In the US: Mondays, 10/9c, Lifetime
In the UK: It’ll be on Lifetime or Living, you know it
As the show’s weak ratings in the US bare out, it’s hard to know what to make of UnREAL, a ‘comedy’ drama set behind the scenes of fake reality dating show ‘Everlasting’ that looks at all the manipulations and exploitation that go on in the name of entertainment and making money. For Lifetime, it’s not only a touchy subject, given how much of its content is reality TV, but it’s atypically dark, with a lack of any real heroes or heroines and themes of everything from racism and feminist analyst of stereotypes through to anorexia, drug-taking, alcoholism and rape.

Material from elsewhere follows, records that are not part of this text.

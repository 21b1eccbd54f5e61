//! # Document Signatures
//!
//! ECDSA over secp256k1 on the canonical serialization of a [`Document`].
//!
//! ## Signature Flow
//!
//! ```text
//! ┌─────────────────────────────────────────────────────────────────────────┐
//! │                         SIGNING FLOW                                    │
//! ├─────────────────────────────────────────────────────────────────────────┤
//! │                                                                         │
//! │  SIGNER                                                                │
//! │  ──────                                                                 │
//! │  1. document["signature"] = ""     (appended if absent, else in place) │
//! │  2. bytes  = compact JSON, keys in insertion order                     │
//! │  3. digest = SHA-256(bytes)                                            │
//! │  4. (r, s) = ECDSA(d, digest), RFC 6979 nonce, low-S                   │
//! │  5. document["signature"] = hex(r ‖ s)     (128 hex chars)             │
//! │                                                                         │
//! │  VERIFIER                                                              │
//! │  ────────                                                               │
//! │  1. copy the document, read and decode "signature"                     │
//! │  2. copy["signature"] = ""                                             │
//! │  3. digest = SHA-256(compact JSON of copy)                             │
//! │  4. check (r, s) against Q                                             │
//! │                                                                         │
//! └─────────────────────────────────────────────────────────────────────────┘
//! ```
//!
//! The signature field keeps its position, so a verifier sees exactly the
//! bytes the signer hashed. Moving the field changes those bytes and the
//! signature no longer verifies.

use k256::ecdsa::signature::hazmat::{PrehashSigner, PrehashVerifier};
use serde::{Deserialize, Serialize};
use sha2::{Digest, Sha256};

use super::keys::{PrivateKey, PublicKey};
use crate::config::Environment;
use crate::document::{Document, Value};
use crate::error::{Error, Result};

/// Name of the field that carries the signature
pub const SIGNATURE_FIELD: &str = "signature";

/// Size of a compact `r ‖ s` signature in bytes
pub const SIGNATURE_SIZE: usize = 64;
//! Change classification for watch mode.
//!
//! The file watcher itself lives in the CLI; this module decides what a
//! changed path means for the next build.

use std::collections::BTreeMap;
use std::path::{Component, Path, PathBuf};
use std::sync::Arc;
use std::sync::atomic::{AtomicBool, Ordering};

use crate::assets::is_markdown;
use crate::config::{CONFIG_FILE, SiteConfig, normalize};

#[derive(Debug, Clone, Copy, PartialEq, Eq, PartialOrd, Ord)]
pub enum ChangeKind {
    Content,
    Template,
    Asset,
    Config,
    /// Output, staging dirs, editor droppings, and anything outside the site.
    Ignored,
}

/// Where a site's inputs and output live on disk.
#[derive(Debug, Clone)]
pub struct SiteLayout {
    root: PathBuf,
    content: PathBuf,
    templates: PathBuf,
    assets: Vec<PathBuf>,
    output: PathBuf,
}

impl SiteLayout {
    pub fn new(root: &Path, config: &SiteConfig) -> Self {
        let root = normalize(root);
        Self {
            content: config.content_path(&root),
            templates: config.template_path(&root),
            assets: config.asset_paths(&root),
            output: config.output_path(&root),
            root,
        }
    }

    pub fn classify(&self, path: &Path) -> ChangeKind {
        let path = normalize(path);

        if path.starts_with(&self.output) || !path.starts_with(&self.root) {
            return ChangeKind::Ignored;
        }
        let hidden = path
            .strip_prefix(&self.root)
            .map(|rel| rel.components().any(is_hidden_component))
            .unwrap_or(true);
        if hidden {
            return ChangeKind::Ignored;
        }

        if path == self.root.join(CONFIG_FILE) {
            ChangeKind::Config
        } else if path.starts_with(&self.templates) {
            ChangeKind::Template
        } else if path.starts_with(&self.content) {
            if is_markdown(&path) {
                ChangeKind::Content
            } else {
                ChangeKind::Asset
            }
        } else if self.assets.iter().any(|dir| path.starts_with(dir)) {
            ChangeKind::Asset
        } else {
            ChangeKind::Ignored
        }
    }

    /// Directories worth watching. The root itself is watched
    /// non-recursively for the config file.
    pub fn watch_roots(&self) -> Vec<PathBuf> {
        let mut roots = vec![self.content.clone(), self.templates.clone()];
        roots.extend(self.assets.iter().cloned());
        roots.retain(|dir| dir.is_dir());
        roots
    }

    pub fn root(&self) -> &Path {
        &self.root
    }

    pub fn output(&self) -> &Path {
        &self.output
    }
}

fn is_hidden_component(component: Component<'_>) -> bool {
    match component {
        Component::Normal(name) => {
            let name = name.to_string_lossy();
            name.starts_with('.') || name.ends_with('~')
        }
        _ => false,
    }
}

/// Paths changed since the last build, deduplicated.
#[derive(Debug, Clone, Default)]
pub struct ChangeSet {
    paths: BTreeMap<PathBuf, ChangeKind>,
}

impl ChangeSet {
    pub fn new() -> Self {
        Self::default()
    }

    pub fn record(&mut self, layout: &SiteLayout, path: &Path) -> ChangeKind {
        let kind = layout.classify(path);
        if kind != ChangeKind::Ignored {
            self.paths.insert(path.to_path_buf(), kind);
        }
        kind
    }

    pub fn needs_rebuild(&self) -> bool {
        !self.paths.is_empty()
    }

    pub fn config_changed(&self) -> bool {
        self.paths.values().any(|kind| *kind == ChangeKind::Config)
    }

    pub fn len(&self) -> usize {
        self.paths.len()
    }

    pub fn is_empty(&self) -> bool {
        self.paths.is_empty()
    }

    pub fn iter(&self) -> impl Iterator<Item = (&Path, ChangeKind)> {
        self.paths.iter().map(|(p, k)| (p.as_path(), *k))
    }

    pub fn clear(&mut self) {
        self.paths.clear();
    }
}

/// Shared flag a running build polls between stages and per page.
#[derive(Debug, Clone, Default)]
pub struct Cancellation {
    flag: Arc<AtomicBool>,
}

impl Cancellation {
    pub fn new() -> Self {
        Self::default()
    }

    pub fn cancel(&self) {
        self.flag.store(true, Ordering::SeqCst);
    }

    pub fn is_cancelled(&self) -> bool {
        self.flag.load(Ordering::SeqCst)
    }
}

#[cfg(test)]
mod tests {
    use super::*;

    fn layout() -> SiteLayout {
        SiteLayout::new(Path::new("/site"), &SiteConfig::default())
    }

    #[test]
    fn classifies_by_directory() {
        let layout = layout();
        let cases = [
            ("/site/content/a.md", ChangeKind::Content),
            ("/site/content/img/a.png", ChangeKind::Asset),
            ("/site/templates/page.html", ChangeKind::Template),
            ("/site/static/css/style.css", ChangeKind::Asset),
            ("/site/folio.toml", ChangeKind::Config),
            ("/site/README.md", ChangeKind::Ignored),
            ("/elsewhere/a.md", ChangeKind::Ignored),
        ];
        for (path, expected) in cases {
            assert_eq!(layout.classify(Path::new(path)), expected, "{path}");
        }
    }

    #[test]
    fn output_and_staging_are_ignored() {
        let layout = layout();
        for path in [
            "/site/public/index.html",
            "/site/.folio-staging-abc/index.html",
            "/site/content/.a.md.swp",
            "/site/content/a.md~",
        ] {
            assert_eq!(layout.classify(Path::new(path)), ChangeKind::Ignored, "{path}");
        }
    }

    #[test]
    fn change_set_coalesces() {
        let layout = layout();
        let mut changes = ChangeSet::new();
        assert!(!changes.needs_rebuild());

        changes.record(&layout, Path::new("/site/content/a.md"));
        changes.record(&layout, Path::new("/site/content/a.md"));
        changes.record(&layout, Path::new("/site/public/a.html"));
        assert_eq!(changes.len(), 1);
        assert!(changes.needs_rebuild());
        assert!(!changes.config_changed());

        changes.record(&layout, Path::new("/site/folio.toml"));
        assert!(changes.config_changed());

        changes.clear();
        assert!(changes.is_empty());
    }

    #[test]
    fn cancellation_is_shared_between_clones() {
        let cancel = Cancellation::new();
        let handle = cancel.clone();
        assert!(!handle.is_cancelled());
        cancel.cancel();
        assert!(handle.is_cancelled());
    }
}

As I mentioned in my review of the first episode, the show’s stronger when dealing with analyses of how reality TV works, weaker when dealing with relationships behind the camera, which mirror the ones in front. However, over time, the series does seem to have slowly lost interest in the reality TV contestants themselves, being more interested in the people behind the cameras.

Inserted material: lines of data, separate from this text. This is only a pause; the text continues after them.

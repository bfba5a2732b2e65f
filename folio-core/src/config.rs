use std::collections::BTreeMap;
use std::path::{Component, Path, PathBuf};

use serde::{Deserialize, Serialize};

/// File name of the site configuration, at the site root.
pub const CONFIG_FILE: &str = "folio.toml";

#[derive(Debug, thiserror::Error)]
pub enum ConfigError {
    #[error("could not read {}: {source}", path.display())]
    Io {
        path: PathBuf,
        source: std::io::Error,
    },
    #[error("invalid configuration in {}: {source}", path.display())]
    Parsing {
        path: PathBuf,
        source: toml::de::Error,
    },
    #[error("output directory {} would replace {what}", path.display())]
    UnsafeOutputDir { path: PathBuf, what: &'static str },
}

/// Site-wide settings, read once per build and never mutated during it.
///
/// Relative paths are resolved against the site root.
#[derive(Deserialize, Serialize, Debug, Clone, PartialEq)]
#[serde(default)]
pub struct SiteConfig {
    pub title: String,
    #[serde(alias = "baseUrl", alias = "baseURL")]
    pub base_url: String,
    pub description: String,
    pub language: String,
    pub author: String,
    #[serde(alias = "contentDir")]
    pub content_dir: PathBuf,
    #[serde(alias = "templateDir")]
    pub template_dir: PathBuf,
    #[serde(alias = "assetDirs")]
    pub asset_dirs: Vec<PathBuf>,
    #[serde(alias = "outputDir")]
    pub output_dir: PathBuf,
    /// `/about/` instead of `/about.html`.
    #[serde(alias = "cleanUrls")]
    pub clean_urls: bool,
    pub default_template: String,
    pub highlight: bool,
    pub syntax_theme: String,
    pub summary_words: usize,
    pub sitemap: bool,
    /// Free-form values exposed to templates as `site.params`.
    pub params: BTreeMap<String, serde_json::Value>,
}

impl Default for SiteConfig {
    fn default() -> Self {
        Self {
            title: "Folio".into(),
            base_url: String::new(),
            description: String::new(),
            language: "en".into(),
            author: String::new(),
            content_dir: PathBuf::from("content"),
            template_dir: PathBuf::from("templates"),
            asset_dirs: vec![PathBuf::from("static")],
            output_dir: PathBuf::from("public"),
            clean_urls: true,
            default_template: "page.html".into(),
            highlight: true,
            syntax_theme: "base16-ocean.dark".into(),
            summary_words: 70,
            sitemap: true,
            params: BTreeMap::new(),
        }
    }
}

impl SiteConfig {
    pub fn read<P: AsRef<Path>>(path: P) -> Result<Self, ConfigError> {
        let path = path.as_ref();
        let data = std::fs::read_to_string(path).map_err(|source| ConfigError::Io {
            path: path.to_path_buf(),
            source,
        })?;
        toml::from_str(&data).map_err(|source| ConfigError::Parsing {
            path: path.to_path_buf(),
            source,
        })
    }

    /// Read `folio.toml` from the site root, or fall back to defaults when
    /// there is none.
    pub fn load<P: AsRef<Path>>(root: P) -> Result<Self, ConfigError> {
        let path = root.as_ref().join(CONFIG_FILE);
        if path.is_file() {
            Self::read(path)
        } else {
            Ok(Self::default())
        }
    }

    pub fn content_path(&self, root: &Path) -> PathBuf {
        normalize(&root.join(&self.content_dir))
    }

    pub fn template_path(&self, root: &Path) -> PathBuf {
        normalize(&root.join(&self.template_dir))
    }

    pub fn output_path(&self, root: &Path) -> PathBuf {
        normalize(&root.join(&self.output_dir))
    }

    pub fn asset_paths(&self, root: &Path) -> Vec<PathBuf> {
        self.asset_dirs
            .iter()
            .map(|dir| normalize(&root.join(dir)))
            .collect()
    }

    /// `base_url` without its trailing slash, ready to prefix a route URL.
    pub fn base_url_prefix(&self) -> &str {
        self.base_url.trim_end_matches('/')
    }

    /// The output root is deleted and replaced on every build, so it must not
    /// overlap anything the build reads.
    pub fn validate(&self, root: &Path) -> Result<(), ConfigError> {
        let root = normalize(root);
        let output = self.output_path(&root);
        let unsafe_dir = |what| ConfigError::UnsafeOutputDir {
            path: output.clone(),
            what,
        };

        if root.starts_with(&output) {
            return Err(unsafe_dir("the site root"));
        }
        let content = self.content_path(&root);
        if content.starts_with(&output) || output.starts_with(&content) {
            return Err(unsafe_dir("the content directory"));
        }
        let templates = self.template_path(&root);
        if templates.starts_with(&output) {
            return Err(unsafe_dir("the template directory"));
        }
        for assets in self.asset_paths(&root) {
            if assets.starts_with(&output) || output.starts_with(&assets) {
                return Err(unsafe_dir("an asset directory"));
            }
        }
        Ok(())
    }
}

/// Lexically clean a path: drop `.` and fold `..` into its parent.
pub(crate) fn normalize(path: &Path) -> PathBuf {
    let mut out = PathBuf::new();
    for component in path.components() {
        match component {
            Component::CurDir => {}
            Component::ParentDir => {
                if !out.pop() {
                    out.push("..");
                }
            }
            other => out.push(other),
        }
    }
    out
}

#[cfg(test)]
mod tests {
    use super::*;
    use pretty_assertions::assert_eq;

    #[test]
    fn defaults_fill_missing_keys() {
        let config: SiteConfig = toml::from_str("title = \"Mine\"").unwrap();
        assert_eq!(config.title, "Mine");
        assert_eq!(config.output_dir, PathBuf::from("public"));
        assert!(config.clean_urls);
    }

    #[test]
    fn camel_case_aliases() {
        let config: SiteConfig =
            toml::from_str("cleanUrls = false\nbaseUrl = \"https://x.dev/\"").unwrap();
        assert!(!config.clean_urls);
        assert_eq!(config.base_url_prefix(), "https://x.dev");
    }

    #[test]
    fn params_pass_through() {
        let config: SiteConfig =
            toml::from_str("[params]\ngithub = \"folio\"\nstars = 3").unwrap();
        assert_eq!(config.params["github"], serde_json::json!("folio"));
        assert_eq!(config.params["stars"], serde_json::json!(3));
    }

    #[test]
    fn load_without_file_uses_defaults() {
        let dir = tempfile::tempdir().unwrap();
        assert_eq!(SiteConfig::load(dir.path()).unwrap(), SiteConfig::default());
    }

    #[test]
    fn read_reports_parse_errors() {
        let dir = tempfile::tempdir().unwrap();
        let path = dir.path().join(CONFIG_FILE);
        std::fs::write(&path, "title = ").unwrap();
        assert!(matches!(
            SiteConfig::read(&path),
            Err(ConfigError::Parsing { .. })
        ));
    }

    #[test]
    fn output_may_not_overlap_inputs() {
        let root = Path::new("/site");
        let mut config = SiteConfig::default();
        assert!(config.validate(root).is_ok());

        config.output_dir = PathBuf::from(".");
        assert!(matches!(
            config.validate(root),
            Err(ConfigError::UnsafeOutputDir { what: "the site root", .. })
        ));

        config.output_dir = PathBuf::from("content/out");
        assert!(matches!(
            config.validate(root),
            Err(ConfigError::UnsafeOutputDir { what: "the content directory", .. })
        ));

        config.output_dir = PathBuf::from("static");
        assert!(config.validate(root).is_err());
    }

    #[test]
    fn normalize_folds_dots() {
        assert_eq!(normalize(Path::new("/a/./b/../c")), PathBuf::from("/a/c"));
    }
}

This is perhaps an unwise move for UnREAL with Shiri Appleby’s reluctant enabler distinctly implausible, although there is a slightly ambiguous but successful attempt in the third episode involving her psychiatrist mother to flesh her character’s motivations out and suggest she has a personality disorder.

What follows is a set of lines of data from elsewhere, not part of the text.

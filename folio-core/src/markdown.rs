use std::collections::HashSet;
use std::sync::LazyLock;

use pulldown_cmark::{CodeBlockKind, Event, HeadingLevel, Options, Parser, Tag, TagEnd, html};
use serde::Serialize;
use syntect::highlighting::ThemeSet;
use syntect::html::{ClassStyle, ClassedHTMLGenerator, css_for_theme_with_class_style};
use syntect::parsing::SyntaxSet;
use syntect::util::LinesWithEndings;

// Initialize syntax highlighting resources once
static SYNTAX_SET: LazyLock<SyntaxSet> = LazyLock::new(SyntaxSet::load_defaults_newlines);
static THEME_SET: LazyLock<ThemeSet> = LazyLock::new(ThemeSet::load_defaults);

fn options() -> Options {
    Options::ENABLE_TABLES
        | Options::ENABLE_FOOTNOTES
        | Options::ENABLE_STRIKETHROUGH
        | Options::ENABLE_TASKLISTS
        | Options::ENABLE_HEADING_ATTRIBUTES
}

#[derive(Debug, Clone, PartialEq, Eq, Serialize)]
pub struct Heading {
    pub level: u32,
    pub text: String,
    pub id: String,
}

/// A page body converted to HTML.
#[derive(Debug, Clone, Default, PartialEq)]
pub struct RenderedBody {
    pub html: String,
    pub headings: Vec<Heading>,
    /// First paragraph as plain text, cut to the configured word count.
    pub summary: String,
}

/// Converts Markdown bodies to HTML.
///
/// Rendering never fails: anything pulldown-cmark does not recognise comes
/// out as literal text. Output depends only on the input text and the
/// renderer's settings.
#[derive(Debug, Clone)]
pub struct MarkdownRenderer {
    highlight: bool,
    summary_words: usize,
}

impl Default for MarkdownRenderer {
    fn default() -> Self {
        Self::new(true, 70)
    }
}

impl MarkdownRenderer {
    pub fn new(highlight: bool, summary_words: usize) -> Self {
        Self {
            highlight,
            summary_words,
        }
    }

    pub fn render(&self, body: &str) -> RenderedBody {
        let events: Vec<Event> = Parser::new_ext(body, options()).collect();
        let mut processed_events = Vec::with_capacity(events.len());
        let mut headings = Vec::new();
        // Explicit `{#id}`s are reserved up front so generated ids avoid them
        // wherever they appear.
        let mut taken_ids: HashSet<String> = events
            .iter()
            .filter_map(|event| match event {
                Event::Start(Tag::Heading { id: Some(id), .. }) => Some(id.to_string()),
                _ => None,
            })
            .collect();
        let mut summary: Option<String> = None;
        let mut i = 0;

        while i < events.len() {
            match &events[i] {
                Event::Start(Tag::CodeBlock(kind)) => {
                    let language = match kind {
                        CodeBlockKind::Fenced(info) => language_tag(info),
                        CodeBlockKind::Indented => None,
                    };

                    let mut code = String::new();
                    i += 1;
                    while i < events.len() {
                        match &events[i] {
                            Event::End(TagEnd::CodeBlock) => break,
                            Event::Text(text) => code.push_str(text),
                            _ => {}
                        }
                        i += 1;
                    }

                    let block = self.code_block(language.as_deref(), &code);
                    processed_events.push(Event::Html(block.into()));
                }
                Event::Start(Tag::Heading {
                    level,
                    id,
                    classes,
                    attrs,
                }) => {
                    let end = closing_index(&events, i);
                    let text = plain_text(&events[i + 1..end]);
                    let id = match id {
                        Some(explicit) => explicit.to_string(),
                        None => unique_id(&text, &mut taken_ids),
                    };

                    headings.push(Heading {
                        level: heading_level(*level),
                        text,
                        id: id.clone(),
                    });
                    processed_events.push(Event::Start(Tag::Heading {
                        level: *level,
                        id: Some(id.into()),
                        classes: classes.clone(),
                        attrs: attrs.clone(),
                    }));
                }
                Event::Start(Tag::Paragraph) => {
                    if summary.is_none() {
                        let end = closing_index(&events, i);
                        let text = plain_text(&events[i + 1..end]);
                        if !text.trim().is_empty() {
                            summary = Some(truncate_words(&text, self.summary_words));
                        }
                    }
                    processed_events.push(events[i].clone());
                }
                other => processed_events.push(other.clone()),
            }
            i += 1;
        }

        let mut out = String::new();
        html::push_html(&mut out, processed_events.into_iter());

        RenderedBody {
            html: out,
            headings,
            summary: summary.unwrap_or_default(),
        }
    }

    /// Code blocks always come out as `<pre><code>`; the client script looks
    /// them up with the `pre code` selector.
    fn code_block(&self, language: Option<&str>, code: &str) -> String {
        let class = language
            .map(|lang| {
                format!(
                    " class=\"language-{}\"",
                    html_escape::encode_double_quoted_attribute(lang)
                )
            })
            .unwrap_or_default();

        let inner = language
            .filter(|_| self.highlight)
            .and_then(|lang| highlight(lang, code))
            .unwrap_or_else(|| html_escape::encode_text(code).into_owned());

        format!("<pre><code{class}>{inner}</code></pre>\n")
    }
}

fn highlight(language: &str, code: &str) -> Option<String> {
    let syntax = SYNTAX_SET.find_syntax_by_token(language).or_else(|| {
        // Fallback mappings for languages the default set lacks
        match language {
            "toml" => SYNTAX_SET.find_syntax_by_name("YAML"),
            _ => None,
        }
    })?;

    let mut generator =
        ClassedHTMLGenerator::new_with_class_style(syntax, &SYNTAX_SET, ClassStyle::Spaced);
    for line in LinesWithEndings::from(code) {
        generator
            .parse_html_for_line_which_includes_newline(line)
            .ok()?;
    }
    Some(generator.finalize())
}

/// Stylesheet matching the classes emitted for highlighted code.
pub fn theme_css(theme: &str) -> Option<String> {
    let theme = THEME_SET.themes.get(theme)?;
    css_for_theme_with_class_style(theme, ClassStyle::Spaced).ok()
}

fn language_tag(info: &str) -> Option<String> {
    info.split(|c: char| c.is_whitespace() || c == ',' || c == '{')
        .next()
        .filter(|tag| !tag.is_empty())
        .map(str::to_string)
}

fn heading_level(level: HeadingLevel) -> u32 {
    level as u32
}

/// Index of the event closing the element opened at `start`.
fn closing_index(events: &[Event], start: usize) -> usize {
    let mut depth = 0usize;
    for (offset, event) in events[start..].iter().enumerate() {
        match event {
            Event::Start(_) => depth += 1,
            Event::End(_) => {
                depth -= 1;
                if depth == 0 {
                    return start + offset;
                }
            }
            _ => {}
        }
    }
    events.len()
}

fn plain_text(events: &[Event]) -> String {
    let mut text = String::new();
    for event in events {
        match event {
            Event::Text(t) | Event::Code(t) => text.push_str(t),
            Event::SoftBreak | Event::HardBreak => text.push(' '),
            _ => {}
        }
    }
    text
}

fn truncate_words(text: &str, limit: usize) -> String {
    let words: Vec<&str> = text.split_whitespace().collect();
    if limit == 0 || words.len() <= limit {
        return words.join(" ");
    }
    format!("{}…", words[..limit].join(" "))
}

fn unique_id(text: &str, taken: &mut HashSet<String>) -> String {
    let mut base = slugify(text);
    if base.is_empty() {
        base = "section".to_string();
    }

    let mut id = base.clone();
    let mut n = 1;
    while taken.contains(&id) {
        id = format!("{base}-{n}");
        n += 1;
    }
    taken.insert(id.clone());
    id
}

/// Lowercase ASCII letters and digits joined by single hyphens.
pub fn slugify(text: &str) -> String {
    let mut slug = String::with_capacity(text.len());
    let mut pending_hyphen = false;

    for c in text.chars() {
        if c.is_ascii_alphanumeric() {
            if pending_hyphen && !slug.is_empty() {
                slug.push('-');
            }
            pending_hyphen = false;
            slug.push(c.to_ascii_lowercase());
        } else if c.is_whitespace() || c == '-' || c == '_' || c == '/' || c == '.' {
            pending_hyphen = true;
        }
    }

    slug
}

/// Like [`slugify`] but keeps letters and digits outside ASCII, so tags such
/// as `日本語` still get a page. Never empty.
pub fn tag_slug(tag: &str) -> String {
    let mut slug = String::with_capacity(tag.len());
    let mut pending_hyphen = false;

    for c in tag.chars() {
        if c.is_alphanumeric() {
            if pending_hyphen && !slug.is_empty() {
                slug.push('-');
            }
            pending_hyphen = false;
            slug.extend(c.to_lowercase());
        } else {
            pending_hyphen = true;
        }
    }

    if slug.is_empty() {
        slug.push_str("tag");
    }
    slug
}

/// Text of the first level-1 heading in a Markdown body.
pub fn first_heading(body: &str) -> Option<String> {
    let mut in_heading = false;
    let mut text = String::new();

    for event in Parser::new_ext(body, options()) {
        match event {
            Event::Start(Tag::Heading {
                level: HeadingLevel::H1,
                ..
            }) => in_heading = true,
            Event::End(TagEnd::Heading(HeadingLevel::H1)) if in_heading => {
                let title = text.trim().to_string();
                return (!title.is_empty()).then_some(title);
            }
            Event::Text(t) | Event::Code(t) if in_heading => text.push_str(&t),
            _ => continue,
        }
    }

    None
}

#[cfg(test)]
mod tests {
    use super::*;
    use pretty_assertions::assert_eq;

    fn plain() -> MarkdownRenderer {
        MarkdownRenderer::new(false, 5)
    }

    #[test]
    fn heading_gets_slug_id() {
        let out = plain().render("# Hi there\n");
        assert_eq!(out.html, "<h1 id=\"hi-there\">Hi there</h1>\n");
        assert_eq!(
            out.headings,
            vec![Heading {
                level: 1,
                text: "Hi there".into(),
                id: "hi-there".into()
            }]
        );
    }

    #[test]
    fn duplicate_headings_get_suffixes() {
        let out = plain().render("## Setup\n\n## Setup\n\n## Setup {#custom}\n");
        let ids: Vec<_> = out.headings.iter().map(|h| h.id.as_str()).collect();
        assert_eq!(ids, vec!["setup", "setup-1", "custom"]);
    }

    #[test]
    fn generated_ids_avoid_explicit_ones() {
        let out = plain().render("## Intro\n\n## A {#intro}\n\n## Intro\n");
        let ids: Vec<_> = out.headings.iter().map(|h| h.id.as_str()).collect();
        assert_eq!(ids, vec!["intro-1", "intro", "intro-2"]);
    }

    #[test]
    fn fenced_code_keeps_pre_code_shape() {
        let out = plain().render("```go\nfmt.Println(\"<hi>\")\n```\n");
        assert_eq!(
            out.html,
            "<pre><code class=\"language-go\">fmt.Println(&quot;&lt;hi&gt;&quot;)\n</code></pre>\n"
        );
    }

    #[test]
    fn highlighted_code_stays_inside_pre_code() {
        let out = MarkdownRenderer::new(true, 5).render("```rust\nfn main() {}\n```\n");
        assert!(out.html.starts_with("<pre><code class=\"language-rust\">"));
        assert!(out.html.contains("<span class="));
        assert!(out.html.ends_with("</code></pre>\n"));
    }

    #[test]
    fn unknown_language_is_escaped_text() {
        let out = MarkdownRenderer::new(true, 5).render("```nosuchlang\na < b\n```\n");
        assert_eq!(
            out.html,
            "<pre><code class=\"language-nosuchlang\">a &lt; b\n</code></pre>\n"
        );
    }

    #[test]
    fn untagged_fence_has_no_class() {
        let out = plain().render("```\nplain\n```\n");
        assert_eq!(out.html, "<pre><code>plain\n</code></pre>\n");
    }

    #[test]
    fn block_elements_render() {
        let out = plain().render(
            "Some *em* and **strong** with [a link](/x/) and ![alt](/i.png)\n\n\
             - one\n- two\n\n1. first\n\n> quoted\n",
        );
        assert!(out.html.contains("<em>em</em>"));
        assert!(out.html.contains("<strong>strong</strong>"));
        assert!(out.html.contains("<a href=\"/x/\">a link</a>"));
        assert!(out.html.contains("<img src=\"/i.png\" alt=\"alt\" />"));
        assert!(out.html.contains("<ul>\n<li>one</li>\n<li>two</li>\n</ul>"));
        assert!(out.html.contains("<ol>\n<li>first</li>\n</ol>"));
        assert!(out.html.contains("<blockquote>\n<p>quoted</p>\n</blockquote>"));
    }

    #[test]
    fn malformed_inline_degrades_to_text() {
        let out = plain().render("an *unclosed emphasis and [broken link(\n");
        assert_eq!(
            out.html,
            "<p>an *unclosed emphasis and [broken link(</p>\n"
        );
    }

    #[test]
    fn rendering_is_deterministic() {
        let body = "# T\n\ntext\n\n```rust\nlet x = 1;\n```\n";
        let r = MarkdownRenderer::default();
        assert_eq!(r.render(body), r.render(body));
    }

    #[test]
    fn summary_is_first_paragraph_truncated() {
        let out = plain().render("# Title\n\none two three four five six\n\nsecond\n");
        assert_eq!(out.summary, "one two three four five…");
    }

    #[test]
    fn first_heading_finds_h1() {
        assert_eq!(
            first_heading("intro\n\n## Sub\n\n# Main `code`\n"),
            Some("Main code".to_string())
        );
        assert_eq!(first_heading("no headings"), None);
    }

    #[test]
    fn slugify_collapses_separators() {
        assert_eq!(slugify("  Hello, World -- Again! "), "hello-world-again");
        assert_eq!(slugify("v1.2_notes"), "v1-2-notes");
        assert_eq!(slugify("???"), "");
    }

    #[test]
    fn tag_slugs_keep_non_ascii_letters() {
        assert_eq!(tag_slug("日本語"), "日本語");
        assert_eq!(tag_slug("Rust Lang"), "rust-lang");
        assert_eq!(tag_slug("C++"), "c");
        assert_eq!(tag_slug("++"), "tag");
    }

    #[test]
    fn theme_css_for_known_theme() {
        assert!(theme_css("base16-ocean.dark").is_some());
        assert!(theme_css("no-such-theme").is_none());
    }
}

Indeed, most of the main characters have been fleshed out, although are still somewhat implausible. Surprisingly, English reality show star Adam isn’t the least plausible, but references to PG Tips to one side, the show’s attempts to do Englishness crunch like it’s trying to go from first to third gear without using the clutch. For example, having his Abercrombie-and-Fitch clad English friend ask “Who watches American TV?” doesn’t really suggest producers that know the UK TV market very well.
The fourth episode improves the show somewhat as it takes us into some very edgy, unusual territory, away from some of the more soapier plots although not abandoning them. If the show hadn’t lost virtually all Lifetime’s normal audience, I imagine the last of them had left by the end.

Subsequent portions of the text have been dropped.